From what i have read, an m-estimator involves maximum likelihood estimation rather than least squares, though they apear to be related.
Least absolute deviation regression, and the M-estimator (and the R-estimator and S-estimator) are noted in the following:
The M-estimator is not something I have used, but the links I have seen by Pennsylvania State University generally have looked good to me, so I assume that last link may be useful for you. Also, I think that often, when someone talks about "robust" regression, they are referring to the M-estimator.
I suggest you try weighted least squares (WLS) regression first. There are multiple ways to estimate the coefficient of heteroscedasticity. As long as you factor the estimated residuals into a random factor and a nonrandom factor, such that the random factor reasonably passes a graphical residual analysis, that should be helpful. This works for multiple regression the same way that it works for simple linear regression. Here are a couple of references:
Here's a thought to follow up on the above: I wondered if anyone has worked on a weighted version (to account for naturally occurring heteroscedasticity) of least absolute deviation regression, thus weighted least absolute deviation regression. A quick search of the internet indicated perhaps "yes." Here is a link and reference for a paper, the abstract for which is interesting:
M. Norouzirad, S. Hossain & M. Arashi (2018) Shrinkage and penalized estimators in weighted least absolute deviations regression models, Journal of Statistical Computation and Simulation, 88:8, 1557-1575, DOI: 10.1080/00949655.2018.1441415
Taking a hint from that abstract you might also look up lasso and ridge regression. The reference https://towardsdatascience.com/ridge-and-lasso-regression-a-complete-guide-with-python-scikit-learn-e20e34bcbf0b notes that the idea is to avoid overfitting, which appears pertinent here.

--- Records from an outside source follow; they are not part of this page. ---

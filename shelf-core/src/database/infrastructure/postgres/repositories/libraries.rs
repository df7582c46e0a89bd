use async_trait::async_trait;
use shelf_model::{Library, LibraryId, NewLibrary};
use sqlx::{PgPool, Row, postgres::PgRow};
use tracing::info;

use super::borrowings::release_held_copies;
use crate::database::infrastructure::postgres::{count_to_u64, map_write_error};
use crate::database::ports::libraries::LibraryRepository;
use crate::error::{EntityKind, Result, ShelfError};

#[derive(Clone, Debug)]
pub struct PostgresLibraryRepository {
    pool: PgPool,
}

impl PostgresLibraryRepository {
    pub fn new(pool: PgPool) -> Self {
        Self { pool }
    }

    fn pool(&self) -> &PgPool {
        &self.pool
    }

    fn map_row(row: &PgRow) -> Result<Library> {
        Ok(Library {
            id: LibraryId(row.try_get("id")?),
            name: row.try_get("name")?,
            address: row.try_get("address")?,
            phone: row.try_get("phone")?,
            email: row.try_get("email")?,
            created_at: row.try_get("created_at")?,
        })
    }
}

#[async_trait]
impl LibraryRepository for PostgresLibraryRepository {
    async fn create_library(&self, library: NewLibrary) -> Result<Library> {
        let row = sqlx::query(
            r#"
            INSERT INTO libraries (name, address, phone, email)
            VALUES ($1, $2, $3, $4)
            RETURNING id, name, address, phone, email, created_at
            "#,
        )
        .bind(&library.name)
        .bind(&library.address)
        .bind(&library.phone)
        .bind(&library.email)
        .fetch_one(self.pool())
        .await
        .map_err(|e| map_write_error(e, "Failed to create library"))?;

        Self::map_row(&row)
    }

    async fn get_library(&self, id: LibraryId) -> Result<Option<Library>> {
        let row = sqlx::query(
            r#"
            SELECT id, name, address, phone, email, created_at
            FROM libraries
            WHERE id = $1
            "#,
        )
        .bind(id.get())
        .fetch_optional(self.pool())
        .await?;

        row.as_ref().map(Self::map_row).transpose()
    }

    async fn list_libraries(&self) -> Result<Vec<Library>> {
        let rows = sqlx::query(
            r#"
            SELECT id, name, address, phone, email, created_at
            FROM libraries
            ORDER BY id
            "#,
        )
        .fetch_all(self.pool())
        .await?;

        rows.iter().map(Self::map_row).collect()
    }

    async fn update_library(&self, library: &Library) -> Result<Library> {
        let row = sqlx::query(
            r#"
            UPDATE libraries
            SET name = $2, address = $3, phone = $4, email = $5
            WHERE id = $1
            RETURNING id, name, address, phone, email, created_at
            "#,
        )
        .bind(library.id.get())
        .bind(&library.name)
        .bind(&library.address)
        .bind(&library.phone)
        .bind(&library.email)
        .fetch_optional(self.pool())
        .await
        .map_err(|e| map_write_error(e, "Failed to update library"))?
        .ok_or(ShelfError::NotFound(EntityKind::Library))?;

        Self::map_row(&row)
    }

    async fn delete_library(&self, id: LibraryId) -> Result<bool> {
        let mut tx = self.pool().begin().await?;

        release_held_copies(
            &mut tx,
            "member_id IN (SELECT id FROM members WHERE library_id = $1)",
            id.get(),
        )
        .await?;

        // books, members, their links, loans and reviews cascade
        let deleted = sqlx::query("DELETE FROM libraries WHERE id = $1")
            .bind(id.get())
            .execute(&mut *tx)
            .await
            .map_err(|e| map_write_error(e, "Failed to delete library"))?
            .rows_affected();

        tx.commit().await?;

        if deleted > 0 {
            info!(library_id = %id, "library deleted with its books and members");
        }
        Ok(deleted > 0)
    }

    async fn count_libraries(&self) -> Result<u64> {
        let count: i64 = sqlx::query_scalar("SELECT COUNT(*) FROM libraries")
            .fetch_one(self.pool())
            .await?;
        Ok(count_to_u64(count))
    }
}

By the way, the idea of least absolute deviation regression is to avoid giving too much weight to a potential outlier. If you use weighted least squares regression, you can form prediction intervals (for predicted y values, the analogy of confidence intervals). If, for example, you have much more than, say, f-percent of your points outside of f-percent prediction intervals, or say, one or two data points far outside of a reasonable range, then you may have a problem to address.
A weighted least squares regression will help avoid throwing suspicion on larger data points where the estimated variance of the prediction error should be larger for larger predicted values.
There is a chapter in Applied Regression Analysis and Generalized Linear Models, 2nd ed, 2008, John Fox, Sage, on robust regression. It is chapter 19. It isn't really an assumption, just something that is basically true, that medians are generally less vulnerable to outliers than means, and Fox discusses that.
However, if weighted least squares (WLS) regression will handle what you need to do, then the link below can help you pick a coefficient of heteroscedasticity to use in a regression weight, which you could then enter as "w" in SAS PROC REG, or perhaps something similar in whatever software you might have available.
This spreadsheet tool was developed for linear regression and is provided with references:
Note that OLS regression is a special case of WLS regression, where the coefficient of heteroscedasticity is zero, yielding equal weights. That is w=1, but any constant regression weight will reduce WLS to OLS.
By the way, if anyone reading this knows how regression weights are entered for use in R, or any other software, in additon to the SAS example I gave above, that might be good for others to know here. Thanks.